Isaac was bundled up in old clothes and taken to Lexington for medical treatment. When the local firemen arrived on the scene that bitterly cold day in January 1938, they had to chop a hole in the ice of the pond some 2,500 feet away to get water. Their chemicals gave out before that was accomplished, and then the water pump froze.

Meanwhile the Lexington pumper had arrived and laid a line from the pond on Adams Street where men had started cutting ice that morning, but found they had to borrow hose from Burlington to reach the blaze. By the time the two streams of water got going, the fire had gained too much headway to be contained. Ted Parkhurst, then a Burlington fire captain, using a smoke mask, made two attempts to enter the burning building to save some of Mrs. Bernstein’s personal belongings but was driven out each time by smoke and intense heat.
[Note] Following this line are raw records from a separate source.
//! Syntax frontend for the tag-set language: lexer, set parser, AST, diagnostics.
//!
//! ## Notes
//! - This crate is "syntax-only": it produces sorted [`ast::TagSet`] values and knows nothing about the emitted
//!   artifacts.
//! - Structural punctuation comes from the `tagc_core::lang` registry.
//!
//! ## Examples
//! ```rust
//! use tagc_syntax::parser;
//!
//! let run = parser::parse("Color { red green blue }").unwrap();
//! assert_eq!(run.sets.len(), 1);
//! assert_eq!(run.sets[0].tag_names().collect::<Vec<_>>(), ["blue", "green", "red"]);
//! ```

pub mod ast;
pub mod diagnostics;
pub mod lexer;
pub mod parser;
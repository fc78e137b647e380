//! Set parser for tag-set files
//!
//! Grammar (no nesting, no separators between entries):
//!
//! ```text
//! run        := setBlock*
//! setBlock   := nameTokens ( '|' fieldName* )? '{' tagEntry* '}'
//! nameTokens := tokens until '{' or '|'; the last one names the set
//! tagEntry   := tagName auxValue{#fieldNames}
//! ```
//!
//! ## Notes
//! - Tokens scanned before the set name are dropped (with a warning), as are stray tokens after the last block.
//! - Entry boundaries are positional: each entry is one tag name followed by exactly one value per field. An unquoted
//!   `}` in a value position is taken as the value (with a warning).
//! - Entries are sorted by tag name when the block closes; an entry's index is its rank.
//! - The parser stops at the first error. There is no recovery.
//!
//! ## Examples
//!
//! ```rust
//! use tagc_syntax::lexer::Lexer;
//! use tagc_syntax::parser::SetParser;
//!
//! let mut sets = SetParser::new(Lexer::new("A { y x } B { z }"));
//! let first = sets.next().unwrap().unwrap();
//! assert_eq!(first.tag_names().collect::<Vec<_>>(), ["x", "y"]);
//! assert_eq!(sets.next().unwrap().unwrap().name, "B");
//! assert!(sets.next().is_none());
//! ```

use std::iter::FusedIterator;

use tagc_core::lang::punctuation::PunctuationId;

use crate::ast::{GenerationRun, Span, TagEntry, TagSet};
use crate::diagnostics::{Expected, SyntaxError};
use crate::lexer::{Lexer, Token};

/// Streaming parser yielding one [`TagSet`] per block.
///
/// Yields `Err` at most once; the stream ends after an error.
pub struct SetParser<I> {
    tokens: I,
    /// End offset of the last consumed token, used to place end-of-input errors.
    last_end: usize,
    failed: bool,
}

impl<I: Iterator<Item = Token>> SetParser<I> {
    /// Create a parser over any token source.
    pub fn new(tokens: I) -> Self {
        Self {
            tokens,
            last_end: 0,
            failed: false,
        }
    }

    // ========================================================================
    // Token helpers
    // ========================================================================

    fn advance(&mut self) -> Option<Token> {
        let token = self.tokens.next()?;
        self.last_end = token.span.end;
        Some(token)
    }

    /// Consume a token that the grammar requires; end of input is fatal here.
    fn expect_token(&mut self, expected: impl FnOnce() -> Expected) -> Result<Token, SyntaxError> {
        self.advance().ok_or_else(|| SyntaxError::UnexpectedEof {
            expected: expected(),
            span: Span::point(self.last_end),
        })
    }

    // ========================================================================
    // Blocks
    // ========================================================================

    /// Parse the next block, or return `Ok(None)` when the input is exhausted.
    fn set_block(&mut self) -> Result<Option<TagSet>, SyntaxError> {
        let mut name: Option<Token> = None;
        let delimiter = loop {
            let Some(token) = self.advance() else {
                if let Some(stray) = name {
                    tracing::warn!(token = %stray, offset = stray.span.start, "ignoring trailing token after last set");
                }
                return Ok(None);
            };
            match token.punctuation_id() {
                Some(PunctuationId::LBrace | PunctuationId::Pipe) => break token,
                _ => {
                    if let Some(dropped) = name.replace(token) {
                        tracing::warn!(token = %dropped, offset = dropped.span.start, "ignoring token before set name");
                    }
                }
            }
        };

        let Some(name) = name else {
            return Err(SyntaxError::MissingSetName { span: delimiter.span });
        };

        let field_names = if delimiter.is_punctuation(PunctuationId::Pipe) {
            self.field_names(&name)?
        } else {
            Vec::new()
        };

        let (mut entries, close) = self.entries(&field_names)?;
        sort_entries(&name.text, &mut entries)?;

        tracing::debug!(
            set = %name.text,
            tags = entries.len(),
            fields = field_names.len(),
            "parsed tag set"
        );

        Ok(Some(TagSet {
            span: name.span.merge(close.span),
            name: name.text,
            field_names,
            entries,
        }))
    }

    /// Field names after `|`, up to and including the `{`.
    fn field_names(&mut self, name: &Token) -> Result<Vec<String>, SyntaxError> {
        let mut fields = Vec::new();
        loop {
            let token = self.expect_token(|| Expected::FieldName)?;
            if token.is_punctuation(PunctuationId::LBrace) {
                break;
            }
            fields.push(token.text);
        }
        if fields.is_empty() {
            tracing::warn!(set = %name.text, "`|` declares no fields");
        }
        Ok(fields)
    }

    /// Tag entries up to and including the `}`, which is returned alongside them.
    fn entries(&mut self, field_names: &[String]) -> Result<(Vec<TagEntry>, Token), SyntaxError> {
        let mut entries = Vec::new();
        loop {
            let tag = self.expect_token(|| Expected::TagOrClose)?;
            if tag.is_punctuation(PunctuationId::RBrace) {
                return Ok((entries, tag));
            }

            let mut span = tag.span;
            let mut values = Vec::with_capacity(field_names.len());
            for field in field_names {
                let value = self.expect_token(|| Expected::AuxValue {
                    tag: tag.text.clone(),
                    field: field.clone(),
                })?;
                if value.is_punctuation(PunctuationId::RBrace) {
                    tracing::warn!(
                        tag = %tag.text,
                        field = %field,
                        offset = value.span.start,
                        "unquoted `}}` taken as a field value; the tag list stays open"
                    );
                }
                span = span.merge(value.span);
                values.push(value.text);
            }

            entries.push(TagEntry {
                name: tag.text,
                values,
                span,
            });
        }
    }
}

/// Sort entries by tag name and reject duplicates.
///
/// The sort is stable, so of two equal names the first one is the earlier declaration.
fn sort_entries(set: &str, entries: &mut [TagEntry]) -> Result<(), SyntaxError> {
    entries.sort_by(|a, b| a.name.cmp(&b.name));
    for pair in entries.windows(2) {
        let (first, again) = (&pair[0], &pair[1]);
        if first.name == again.name {
            return Err(SyntaxError::DuplicateTag {
                set: set.to_string(),
                tag: again.name.clone(),
                span: again.span,
                first: first.span,
            });
        }
    }
    Ok(())
}

impl<I: Iterator<Item = Token>> Iterator for SetParser<I> {
    type Item = Result<TagSet, SyntaxError>;

    fn next(&mut self) -> Option<Self::Item> {
        if self.failed {
            return None;
        }
        match self.set_block() {
            Ok(set) => set.map(Ok),
            Err(err) => {
                self.failed = true;
                Some(Err(err))
            }
        }
    }
}

impl<I: Iterator<Item = Token>> FusedIterator for SetParser<I> where I: FusedIterator {}

/// Parse a whole source string into a [`GenerationRun`].
///
/// This is the main public entrypoint for parsing.
///
/// ## Errors
/// Returns the first [`SyntaxError`] found; no partial run is returned.
#[tracing::instrument(skip_all, fields(source_len = source.len()))]
pub fn parse(source: &str) -> Result<GenerationRun, SyntaxError> {
    let sets = SetParser::new(Lexer::new(source)).collect::<Result<Vec<_>, _>>()?;
    Ok(GenerationRun { sets })
}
Firemen and onlookers could do little more than watch the place burn.

Thus did Bernstein’s “Red Dog Inn,” which did such a brisk business at the corner of Adams Street when the town was “wet,” and did much the same business as “Ye Old Turnpike Inn” later when the town went “dry,” end its days in a burst of pyrotechnics.

Believed to have been built prior to the Revolution by the Locke family, its early history is vague because much of what is known about the house is associated with the Turnpike, a road that did not go through town until 1811. It then became a tavern on that road remembered until the turn of this century as “The Richardson Tavern.”
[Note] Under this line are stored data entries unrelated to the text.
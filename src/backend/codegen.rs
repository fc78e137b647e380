//! C++ code generation for tag sets
//!
//! Each set contributes one section to each artifact:
//!
//! ```text
//! // declarations                          // definitions
//! const int <Set><tag> = <rank>;           TagDict<N> Tags::<Set>tagDict({
//! const int <Set>COUNT = <N>;                  "<tag>",
//! extern TagDict<N> <Set>tagDict;          });
//! ```
//!
//! Both sections walk the set's entries in the same (sorted) order, so rank `i` in the declarations is always the
//! string at index `i` of the table literal.

use tagc_core::lang::conventions;
use tagc_syntax::ast::TagSet;

use super::config::EmitConfig;
use super::writer::{CodeWriter, string_literal};

/// First line of both artifacts.
pub const BANNER: &str = "// Generated by tagc. Do not edit.";

/// Renders the text of both artifacts.
#[derive(Debug, Clone)]
pub struct CppCodegen {
    config: EmitConfig,
}

impl CppCodegen {
    pub fn new(config: EmitConfig) -> Self {
        Self { config }
    }

    pub fn config(&self) -> &EmitConfig {
        &self.config
    }

    fn table_type(&self, count: usize) -> String {
        format!("{}<{}>", self.config.table_type, count)
    }

    /// Text before the first set in the declarations artifact.
    pub fn declarations_prologue(&self) -> String {
        let mut w = CodeWriter::new();
        w.line(BANNER);
        w.line("#pragma once");
        w.linef(format_args!("#include {}", string_literal(&self.config.table_include)));
        w.blank_line();
        w.linef(format_args!("namespace {}", self.config.namespace));
        w.line("{");
        w.blank_line();
        w.finish()
    }

    /// Rank constants, count constant and table declaration of one set.
    pub fn declarations_for(&self, set: &TagSet) -> String {
        let mut w = CodeWriter::new();
        for (rank, tag) in set.tag_names().enumerate() {
            w.linef(format_args!(
                "const int {} = {};",
                conventions::tag_constant(&set.name, tag),
                rank
            ));
        }
        w.linef(format_args!(
            "const int {} = {};",
            conventions::count_constant(&set.name, &self.config.count_suffix),
            set.len()
        ));
        w.linef(format_args!(
            "extern {} {};",
            self.table_type(set.len()),
            conventions::table_object(&set.name, &self.config.table_suffix)
        ));
        w.blank_line();
        w.finish()
    }

    /// Text after the last set in the declarations artifact.
    pub fn declarations_epilogue(&self) -> String {
        "} // end namespace\n".to_string()
    }

    /// Text before the first set in the definitions artifact.
    pub fn definitions_prologue(&self) -> String {
        let mut w = CodeWriter::new();
        w.line(BANNER);
        w.linef(format_args!("#include {}", string_literal(&self.config.header_include)));
        w.blank_line();
        w.finish()
    }

    /// Table literal of one set.
    pub fn definitions_for(&self, set: &TagSet) -> String {
        let header = format!(
            "{} {}::{}({{",
            self.table_type(set.len()),
            self.config.namespace,
            conventions::table_object(&set.name, &self.config.table_suffix)
        );
        let mut w = CodeWriter::new();
        w.block(&header, "});", |w| {
            for tag in set.tag_names() {
                w.linef(format_args!("{},", string_literal(tag)));
            }
        });
        w.blank_line();
        w.finish()
    }
}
The first mention of the house in the Burlington records occurs in 1835, when somebody by the name of Blaisdell petitioned the town to make a road “commencing at a point near the house that was Mr. Amos Hill’s Tavern on the Middlesex Turnpike.” Another reference: ” . . . beginning at the Middlesex Turnpike one rod from the easterly end of the tavern now owned by William P. Gibbs.” That road is Adams St.

  • Gibbs evidently had trouble paying his debts because a lien on the property went to the Town of Burlington in 1837 for the sum of $332, which represented some sort of an agreement “subject to right of Equity and redemption.”
  • The property was deeded to Franklin Richardson in 1841.
  • Amos Richardson deeded the farm to “William Cumston of Burlington, Pianoforte manufacturer” in 1853. In 1860 Cumston is not only assessed for the Richardson Tavern and farm but for all the property and mills around Woods Corner.
  • In 1870 Fernald E. Ham bought that part of the Cumston estate which comprised the two parcels of the farm originally owned by Amos Hill. This contained 15 plus acres with the house and barn and another 10 plus acres.
  • By 1910 the Ham farm, run by Fernald and his son George, was one of the best in town. Ham was assessed then for the original 25 acres plus 23 more, as well as the tavern house, a barn, grain house, squash house, hen house and milk house. His pride and joy was an excellent dairy based on the 35 or more pure-bred Holstein cattle he kept there.
  • George Elliot Ham sold the old farm to Warren H. Dunning in 1910 who worked the old farm for 13 more years before selling it to Jacob Bernstein in 1923.
  • Isaac turned the old tavern into a restaurant and nightclub which advertised weekend entertainment as the “Red Dog Inn.”

One can still get food and drink served at the now busy corner of Adams Street and the Middlesex Turnpike, for a Burger King building stands about where the old Richardson Tavern once stood. But to get the sort of entertainment once served by the Red Dog, one will have to go elsewhere.